The Nigerian Ministry of Interior recently released a circular informing the public of a revised Handbook on Expatriate Quota Administration for 2022 which was published on the ECitibiz portal. This guideline introduces certain new additional requirements to the existing framework for foreigners doing business in Nigeria.
What is the role of Ministry of Interior?
The Ministry of Interior is responsible for administering and enforcing the Nigeria Immigration Act, 2015 and the Immigration Regulations 2017 by granting Business Permit ,Approving Expatriate Quota and Monitoring of the utilization of quota positions by companies .
What is the purpose of The Revised Handbook on Expatriate Quota Administration?
Just like the previous handbooks, the Revised Handbook outlines the services that the Ministry of Interior provides, the general rules, specific requirements for Business Permits and Expatriate Quota positions, including offenses and penalties for breaches of the rules.
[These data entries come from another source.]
//! Dependency graph bookkeeping: eligibility, cycle rejection, and
//! failure cascades.
//!
//! The resolver owns the dependency DAG. Cycles are rejected fail-fast at
//! registration time, so runtime deadlock cannot arise from dependencies.

use serde::{Deserialize, Serialize};
use std::collections::{HashMap, HashSet, VecDeque};
use uuid::Uuid;

use crate::domain::errors::{OrchestratorError, OrchestratorResult};

/// Tracks dependency edges between tasks and derives which tasks become
/// eligible (or must be cancelled) as their upstreams finish.
///
/// The resolver is a pure data structure; the task queue drives it under
/// its own lock.
#[derive(Debug, Clone, Default, Serialize, Deserialize)]
pub struct DependencyResolver {
    /// All task ids ever registered
    known: HashSet<Uuid>,
    /// task -> its declared dependencies (kept for cycle checks)
    deps: HashMap<Uuid, HashSet<Uuid>>,
    /// task -> dependencies not yet completed
    pending_deps: HashMap<Uuid, HashSet<Uuid>>,
    /// dependency -> tasks that list it
    dependents: HashMap<Uuid, HashSet<Uuid>>,
    /// tasks that reached `completed`
    completed: HashSet<Uuid>,
}

/// Depth-first search from `node` towards `target` along dependency
/// edges, recording the path when found.
fn find_path(
    node: Uuid,
    target: Uuid,
    deps: &HashMap<Uuid, HashSet<Uuid>>,
    visited: &mut HashSet<Uuid>,
    path: &mut Vec<Uuid>,
) -> bool {
    if !visited.insert(node) {
        return false;
    }
    path.push(node);
    if node == target {
        return true;
    }
    if let Some(neighbors) = deps.get(&node) {
        for &next in neighbors {
            if find_path(next, target, deps, visited, path) {
                return true;
            }
        }
    }
    path.pop();
    false
}

impl DependencyResolver {
    pub fn new() -> Self {
        Self::default()
    }

    /// Whether the task id has been registered.
    pub fn contains(&self, task_id: Uuid) -> bool {
        self.known.contains(&task_id)
    }

    /// Register a task and its dependencies.
    ///
    /// Fails with `Validation` if a dependency id is unknown, or with
    /// `CycleDetected` if the edges would close a cycle. On error the
    /// graph is left unchanged.
    pub fn register(&mut self, task_id: Uuid, depends_on: &[Uuid]) -> OrchestratorResult<()> {
        for &dep in depends_on {
            if !self.known.contains(&dep) {
                return Err(OrchestratorError::Validation(format!(
                    "unknown dependency id: {dep}"
                )));
            }
        }

        // Adding edges task_id -> dep closes a cycle iff task_id is already
        // reachable from any new dependency.
        for &dep in depends_on {
            let mut visited = HashSet::new();
            let mut path = vec![task_id];
            if find_path(dep, task_id, &self.deps, &mut visited, &mut path) {
                return Err(OrchestratorError::CycleDetected(path));
            }
        }

        self.known.insert(task_id);
        let dep_set: HashSet<Uuid> = depends_on.iter().copied().collect();
        let pending: HashSet<Uuid> = dep_set
            .iter()
            .copied()
            .filter(|d| !self.completed.contains(d))
            .collect();

        for &dep in &dep_set {
            self.dependents.entry(dep).or_default().insert(task_id);
        }
        self.deps.insert(task_id, dep_set);
        self.pending_deps.insert(task_id, pending);
        Ok(())
    }

    /// Whether all of the task's dependencies have completed.
    pub fn is_satisfied(&self, task_id: Uuid) -> bool {
        self.pending_deps.get(&task_id).is_none_or(HashSet::is_empty)
    }

    /// Record a completion; returns the ids whose pending-dependency count
    /// just reached zero.
    pub fn on_task_completed(&mut self, task_id: Uuid) -> Vec<Uuid> {
        self.completed.insert(task_id);
        let mut newly_satisfied = Vec::new();
        if let Some(dependents) = self.dependents.get(&task_id) {
            for &dependent in dependents {
                if let Some(pending) = self.pending_deps.get_mut(&dependent) {
                    if pending.remove(&task_id) && pending.is_empty() {
                        newly_satisfied.push(dependent);
                    }
                }
            }
        }
        newly_satisfied
    }

    /// Record a terminal failure; returns every direct and transitive
    /// dependent, which must be cancelled (no implicit retry of dependents).
    pub fn on_task_failed(&mut self, task_id: Uuid) -> Vec<Uuid> {
        let mut affected = Vec::new();
        let mut seen = HashSet::new();
        let mut frontier = VecDeque::from([task_id]);
        while let Some(current) = frontier.pop_front() {
            if let Some(dependents) = self.dependents.get(&current) {
                for &dependent in dependents {
                    if seen.insert(dependent) {
                        affected.push(dependent);
                        frontier.push_back(dependent);
                    }
                }
            }
        }
        affected
    }

    /// Drop a task from the graph (cancelled or archived).
    pub fn remove(&mut self, task_id: Uuid) {
        if let Some(deps) = self.deps.remove(&task_id) {
            for dep in deps {
                if let Some(set) = self.dependents.get_mut(&dep) {
                    set.remove(&task_id);
                }
            }
        }
        self.pending_deps.remove(&task_id);
    }
}

#[cfg(test)]
mod tests {
    use super::*;

    #[test]
    fn test_register_unknown_dependency_rejected() {
        let mut resolver = DependencyResolver::new();
        let task = Uuid::new_v4();
        let ghost = Uuid::new_v4();
        let err = resolver.register(task, &[ghost]).unwrap_err();
        assert!(matches!(err, OrchestratorError::Validation(_)));
        assert!(!resolver.contains(task));
    }

    #[test]
    fn test_chain_becomes_satisfied_in_order() {
        let mut resolver = DependencyResolver::new();
        let a = Uuid::new_v4();
        let b = Uuid::new_v4();
        let c = Uuid::new_v4();

        resolver.register(a, &[]).unwrap();
        resolver.register(b, &[a]).unwrap();
        resolver.register(c, &[b]).unwrap();

        assert!(resolver.is_satisfied(a));
        assert!(!resolver.is_satisfied(b));

        assert_eq!(resolver.on_task_completed(a), vec![b]);
        assert!(resolver.is_satisfied(b));
        assert!(!resolver.is_satisfied(c));

        assert_eq!(resolver.on_task_completed(b), vec![c]);
    }

    #[test]
    fn test_diamond_waits_for_both_parents() {
        let mut resolver = DependencyResolver::new();
        let root = Uuid::new_v4();
        let left = Uuid::new_v4();
        let right = Uuid::new_v4();
        let join = Uuid::new_v4();

        resolver.register(root, &[]).unwrap();
        resolver.register(left, &[root]).unwrap();
        resolver.register(right, &[root]).unwrap();
        resolver.register(join, &[left, right]).unwrap();

        let mut unblocked = resolver.on_task_completed(root);
        unblocked.sort();
        assert_eq!(unblocked.len(), 2);

        assert!(resolver.on_task_completed(left).is_empty());
        assert_eq!(resolver.on_task_completed(right), vec![join]);
    }

    #[test]
    fn test_cycle_rejected_graph_unchanged() {
        let mut resolver = DependencyResolver::new();
        let a = Uuid::new_v4();
        let b = Uuid::new_v4();
        let c = Uuid::new_v4();

        resolver.register(a, &[]).unwrap();
        resolver.register(b, &[a]).unwrap();
        resolver.register(c, &[b]).unwrap();

        // Re-registering a with a dep on c would close a -> c -> b -> a
        let err = resolver.register(a, &[c]).unwrap_err();
        assert!(matches!(err, OrchestratorError::CycleDetected(_)));

        // Graph unchanged on rejection: a still has no pending deps, and
        // completing c does not unblock anything through the rejected edge.
        assert!(resolver.is_satisfied(a));
        assert!(resolver.on_task_completed(c).is_empty());
    }

    #[test]
    fn test_cycle_path_reported() {
        let mut resolver = DependencyResolver::new();
        let a = Uuid::new_v4();
        let b = Uuid::new_v4();
        resolver.register(a, &[]).unwrap();
        resolver.register(b, &[a]).unwrap();

        match resolver.register(a, &[b]) {
            Err(OrchestratorError::CycleDetected(path)) => {
                assert!(path.contains(&a));
                assert!(path.contains(&b));
            }
            other => panic!("Expected CycleDetected, got {other:?}"),
        }
    }

    #[test]
    fn test_failure_cascades_transitively() {
        let mut resolver = DependencyResolver::new();
        let a = Uuid::new_v4();
        let b = Uuid::new_v4();
        let c = Uuid::new_v4();
        let unrelated = Uuid::new_v4();

        resolver.register(a, &[]).unwrap();
        resolver.register(b, &[a]).unwrap();
        resolver.register(c, &[b]).unwrap();
        resolver.register(unrelated, &[]).unwrap();

        let affected = resolver.on_task_failed(a);
        assert_eq!(affected.len(), 2);
        assert!(affected.contains(&b));
        assert!(affected.contains(&c));
        assert!(!affected.contains(&unrelated));
    }

    #[test]
    fn test_dependency_on_already_completed_task() {
        let mut resolver = DependencyResolver::new();
        let done = Uuid::new_v4();
        resolver.register(done, &[]).unwrap();
        resolver.on_task_completed(done);

        let late = Uuid::new_v4();
        resolver.register(late, &[done]).unwrap();
        assert!(resolver.is_satisfied(late));
    }

    #[test]
    fn test_remove_detaches_dependent() {
        let mut resolver = DependencyResolver::new();
        let a = Uuid::new_v4();
        let b = Uuid::new_v4();
        resolver.register(a, &[]).unwrap();
        resolver.register(b, &[a]).unwrap();

        resolver.remove(b);
        assert!(resolver.on_task_completed(a).is_empty());
    }
}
What is a business permit?
A business Permit is a document issued by MoI and required when a company in Nigeria is owned wholly or jointly by foreigners which allows foreigners to conduct business in Nigeria and it must be
obtained before the business commences in Nigeria.
What is an Expatriate Quota?
Expatriate Quota is a document issued by MoI that allows foreigners to work and live in Nigeria freely. The expatriate quota is applicable to any foreigner who is a director or an owner of a registered business in Nigeria and is willing to obtain residency status in Nigeria. An Expatriate Quota is required for companies who intend to engage expatriate personnel with skills and competences that are not available locally.
What are The New Provisions in the Handbook on Expatriate Quota Administration?
The Revised Handbook
provides that a condition for
issuing a Business
Permit is that the applicant company must have a minimum
paid‑up capital of N100
Million instead of N10 Million in the previous edition . The value of equipment
or machinery will continue
to be recognised as part of share capital.
The revised handbook has reduced expatriate quota lifespan such that the grant for expatriate quota personnel is for a period of three (3) years initially and could be renewable biennially for two consecutive times within a lifespan of seven (7) years instead of ten (10) years in the previous handbook, except for approvals for companies in the oil and gas sector .Approval for companies in the oil and gas industry, whose approval will be for an initial period of 2 years and renewable once within a life span of 4 years.
Extension of Project Tagged Expatriate Quota was not provided for in the previous handbook. This is a facility granted to companies to extend the employment duration of its expatriates for one (1) year only for the sole purpose of completing a specific project.
For each Expatriate Quota Position granted and on which an Expatriate is placed, two (2) Nigerian understudies with minimum qualifications of Bachelor Degree/Higher National Diploma or relevant training certificate should be employed to understudy the Expatriate;
The Handbook also makes it mandatory for the National Identification Number (NIN) of the expatriates and their Nigerian understudies to be reflected in the monthly returns filing.
What are the New Provisions on Charge, Fees and Penalties ?
The Revised Handbook provides for an increase in the statutory fees applicable to each service category.The Handbook establishes stiff new penalties as follows:
- Any company who fails to renew expatriate quota or render the mandatory expatriate monthly returns within the stipulated time is liable to a fine of N3,000,000 (Three Million Naira).
- Any company that fails to employ Nigerian understudies as required is liable to a fine of N3,000,000.00 (Three Million Naira) for each month that a position is occupied by an expatriate without an understudy. Up to N5Million, including imprisonment and an Order of Court to wind up the defaulting company.
Implication on set up cost for foreign investors in Nigeria
The new requirement that a condition for issuing a Business Permit is that the applicant company must have a minimum paid‑up capital of N100 Million will considerably increase the cost of business registration with the Corporate Affairs Commission and stamp duties paid to the Federal Inland Revenue Service. The regulatory cost paid to these authorities are typically a function of how high the share capital is.